目前，常用的检测方法有实时荧光PCR，普通凝胶PCR等检测方法。实时荧光PCR(RT-PCR)：是指在PCR反应体系中加入荧光基团，利用荧光信号积累实时监测整个PCR进程，最后通过检测到的荧光信号对未知模板进行分析的方法。然而这些检测方法都存在自身的不足，如对某些深加工产品及转基因含量较低的产品存在判定盲区，即无法对检测结果进行一次性判定。

这就需要开发高效、准确、更灵敏的转基因检测方法。这对于国家的进出口贸易、转基因安全性以及对于海关、商检、出入境检验检疫部门、食品加工部门来说都是至关紧要需要解决的一个问题。

发明内容

本发明针对现有技术无法检测的转基因植物DNA分子含量较低的样品或因深加工转基因产品造成DNA分子的严重破坏的样品以及应用荧光定量PCR检测方法无法判定阴性阳性的灰区的样品，提供一种增强型荧光定量PCR方法，其灵敏度、准确度更高，可广泛应用于转基因植物及其加工产品的检测。

本发明提供的一种检测转基因玉米品系BT11的增强型荧光定量PCR方法，将包含引物组0.5μM、探针0.5μM、模板1～100ng的总体积25μl的反应体系进行实时荧光定量PCR反应，反应条件为：

50℃，2min；

95℃10min；

95℃15s，45℃ 30s，72℃ 30s，10个循环；

95℃15s，60℃ 1min。

作为优选，检测目的基因为BT11结构特异基因cry1Ab与adh1-IVS6的边界序列，所述引物组中上游引物序列如SEQ ID No.1所示，下游引物序列如SEQ ID No.2所示。

更优选地，所述探针序列如SEQ ID No.3所示。所述探针可以利用本领域已知各种核酸标记方法使探针分子标记信标分子，所述方法包括但不限于，PCR、RT-PCR、体外转录、随机引物标记、缺口平移以及末端转移标记等方法。所述信标分子可以为选择合适荧光素；所述荧光素包括但不限于，Cy3、Cy5、异硫氰酸荧光素、德克萨斯红等。

本发明还提供一种检测转基因水稻品系TT51-1的增强型荧光定量PCR方法，将包含引物组0.5μM、探针0.25μM、模板1～100ng的总体积25μl的反应体系进行实时荧光定量PCR反应，反应条件为：

50℃，2min；

95℃10min

95℃ 15s，45℃ 30s，72℃ 30s，10个循环；

95℃ 15s，60℃ 1min。

作为优选，检测目的基因为TT51外源基因cry1Ab，所述引物组中上游引物序列如SEQ ID No.4所示，下游引物序列如SEQ ID No.5所示。

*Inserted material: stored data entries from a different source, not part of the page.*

use std::collections::HashSet;
use std::path::{Path, PathBuf};

use anyhow::{Context, Result};
use clap::Subcommand;
use console::style;

use cairn::Cairn;
use cairn_core::schema::CollectionSchema;
use cairn_runtime::store::{MemoryStore, SchemaStore};

use super::{header, Target};

/// Inspect or seed collections.
#[derive(Subcommand)]
pub enum CollectionsCommand {
    /// Insert or replace collections from a JSON export.
    Import {
        /// File holding a JSON array of collections.
        file: PathBuf,
    },

    /// List collections.
    List,
}

impl CollectionsCommand {
    pub async fn execute(self, cairn: &Cairn, target: Target<'_>) -> Result<()> {
        match target {
            Target::Snapshot(path) => self.run(MemoryStore::open(path).await?).await,
            Target::Database => self.run(cairn.connect_store().await?).await,
        }
    }

    async fn run<S: SchemaStore>(self, mut store: S) -> Result<()> {
        store.ensure_tables().await?;

        match self {
            CollectionsCommand::Import { file } => {
                header("Collections");

                let collections = read_collections(&file)?;
                store.import_collections(&collections).await?;

                for collection in &collections {
                    println!(
                        "  {} Imported: {} ({})",
                        style("✓").green(),
                        collection.name,
                        collection.id
                    );
                }
                println!();
            }

            CollectionsCommand::List => {
                header("Collections");

                let collections = store.load_collections().await?;
                if collections.is_empty() {
                    println!("  {} No collections", style("ℹ").blue());
                    return Ok(());
                }

                for collection in &collections {
                    println!(
                        "  {} {} {} {}",
                        style(&collection.name).cyan(),
                        style(&collection.id).dim(),
                        style(collection.kind).yellow(),
                        style(format!("{} fields", collection.fields.len())).dim()
                    );
                }
                println!();
            }
        }

        Ok(())
    }
}

/// Read and validate a collections export.
fn read_collections(path: &Path) -> Result<Vec<CollectionSchema>> {
    let content = std::fs::read_to_string(path)
        .with_context(|| format!("Failed to read {}", path.display()))?;
    let collections: Vec<CollectionSchema> = serde_json::from_str(&content)
        .with_context(|| format!("Invalid collections file {}", path.display()))?;

    let mut ids = HashSet::new();
    let mut names = HashSet::new();
    for collection in &collections {
        collection.validate()?;
        if !ids.insert(collection.id.as_str()) || !names.insert(collection.name.as_str()) {
            anyhow::bail!(
                "Collection {} ({}) appears more than once",
                collection.name,
                collection.id
            );
        }
    }

    Ok(collections)
}
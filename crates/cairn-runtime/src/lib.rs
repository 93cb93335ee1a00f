pub mod db;
pub mod migrations;
pub mod store;

pub use db::Database;
pub use migrations::{
    load_migrations_from_dir, Migration, MigrationId, MigrationRegistry, MigrationRunner,
    SchemaSession,
};
pub use store::{MemoryStore, PgSchemaStore, SchemaStore};
mod collection;
mod field;
mod patch;

pub use collection::{CollectionAttribute, CollectionKind, CollectionSchema};
pub use field::{FieldDescriptor, FieldKind, FieldList};
pub use patch::{CollectionPatch, PatchOp};
use anyhow::Result;
use clap::Subcommand;
use console::style;

use cairn::Cairn;
use cairn_runtime::migrations::{CheckOutcome, MigrationRunner};
use cairn_runtime::store::{MemoryStore, SchemaStore};

use super::{header, Target};

/// Manage schema migrations.
#[derive(Subcommand)]
pub enum MigrateCommand {
    /// Run all pending migrations.
    Up,

    /// Revert the last N migrations.
    Down {
        /// Number of migrations to revert.
        #[arg(default_value = "1")]
        count: usize,
    },

    /// Show migration status.
    Status,

    /// Apply and revert every pending migration in memory, without writing.
    Check,
}

impl MigrateCommand {
    pub async fn execute(self, cairn: &Cairn, target: Target<'_>) -> Result<()> {
        match target {
            Target::Snapshot(path) => {
                let store = MemoryStore::open(path).await?;
                self.run(cairn.runner(store)).await
            }
            Target::Database => {
                let store = cairn.connect_store().await?;
                self.run(cairn.runner(store)).await
            }
        }
    }

    async fn run<S: SchemaStore>(self, mut runner: MigrationRunner<S>) -> Result<()> {
        match self {
            MigrateCommand::Up => {
                header("Migrations");

                if runner.registry().is_empty() {
                    println!("  {} No migrations registered", style("ℹ").blue());
                    return Ok(());
                }

                println!("  {} Running pending migrations...", style("→").dim());
                let report = runner.run_pending().await?;

                for id in &report.applied {
                    println!("  {} Applied: {}", style("✓").green(), id);
                }
                println!(
                    "  {} {} applied, {} already up to date",
                    style("✓").green(),
                    report.applied.len(),
                    report.skipped
                );
                println!();
            }

            MigrateCommand::Down { count } => {
                header("Migrations");

                if count == 0 {
                    println!("  {} Nothing to revert (count=0)", style("ℹ").blue());
                    return Ok(());
                }

                println!(
                    "  {} Reverting {} migration(s)...",
                    style("→").dim(),
                    count
                );

                let reverted = runner.revert_last(count).await?;

                if reverted.is_empty() {
                    println!("  {} No migrations to revert", style("ℹ").blue());
                } else {
                    for id in &reverted {
                        println!("  {} Reverted: {}", style("✓").green(), id);
                    }
                    println!();
                    println!(
                        "  {} Reverted {} migration(s)",
                        style("✓").green(),
                        reverted.len()
                    );
                }
                println!();
            }

            MigrateCommand::Status => {
                header("Migration Status");

                let status = runner.status().await?;

                if status.applied.is_empty() && status.pending.is_empty() {
                    println!("  {} No migrations found", style("ℹ").blue());
                    return Ok(());
                }

                if !status.applied.is_empty() {
                    println!("  {} Applied:", style("✓").green());
                    for m in &status.applied {
                        let marker = if m.registered {
                            style("↓").green().to_string()
                        } else {
                            style("?").red().to_string()
                        };
                        println!(
                            "    {} {} {} ({})",
                            marker,
                            style(&m.identifier).cyan(),
                            style("at").dim(),
                            m.applied_at.format("%Y-%m-%d %H:%M:%S")
                        );
                    }
                }

                if !status.pending.is_empty() {
                    if !status.applied.is_empty() {
                        println!();
                    }
                    println!("  {} Pending:", style("○").yellow());
                    for id in &status.pending {
                        println!("    {} {}", style("→").dim(), style(id).yellow());
                        if let Some(migration) = runner.registry().get(id) {
                            for line in migration.describe_up() {
                                println!("        {}", style(line).dim());
                            }
                        }
                    }
                }

                println!();
                println!(
                    "  {} {} applied, {} pending",
                    style("ℹ").blue(),
                    status.applied.len(),
                    status.pending.len()
                );
                println!();

                println!(
                    "  {} = revertible, {} = not registered in this build",
                    style("↓").green(),
                    style("?").red()
                );
                println!();
            }

            MigrateCommand::Check => {
                header("Migration Check");

                let report = runner.check().await?;

                if report.entries.is_empty() {
                    println!("  {} No pending migrations", style("ℹ").blue());
                    return Ok(());
                }

                for entry in &report.entries {
                    match &entry.outcome {
                        CheckOutcome::RoundTrip => {
                            println!("  {} {}", style("✓").green(), entry.identifier);
                        }
                        CheckOutcome::NotReversible { collections } => println!(
                            "  {} {} does not restore: {}",
                            style("✗").red(),
                            entry.identifier,
                            collections.join(", ")
                        ),
                        CheckOutcome::ApplyFailed(e) => println!(
                            "  {} {} failed to apply: {}",
                            style("✗").red(),
                            entry.identifier,
                            e
                        ),
                        CheckOutcome::RevertFailed(e) => println!(
                            "  {} {} failed to revert: {}",
                            style("✗").red(),
                            entry.identifier,
                            e
                        ),
                    }
                }
                println!();

                if !report.is_ok() {
                    anyhow::bail!("migration check failed");
                }
            }
        }

        Ok(())
    }
}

更优选地，所述探针序列如SEQ ID No.6所示。

本发明针对转基因玉米品系BT11、转基因水稻品系TT51-1筛选出适合的引物及探针，且对整个检测系统进行了优化，包括：引物探针浓度与配比的优化，通过选用不同引物浓度，及在相同引物浓度下不同的引物、探针浓度比得出结论：在相同引物及探针浓度比情况下，引物及探针浓度越高，实时PCR曲线的ΔRn值也就相对越高，同时C_T值也呈现相应变化。当引物与探针的比例在2∶1的时候扩增曲线形状较好，重复性好，C_T值更小。而改变退火温度对C_T值和荧光值影响不大。而中间的循环数越多，则C_T值越小而对荧光值影响不大。

通过对标准品进行梯度稀释，ERT-PCR内源基因和外源基因的扩增效率都达到要求，并且线性关系好，R²＞0.98。扩增效率在100％左右，说明ERT-PCR反应条件已达到优化。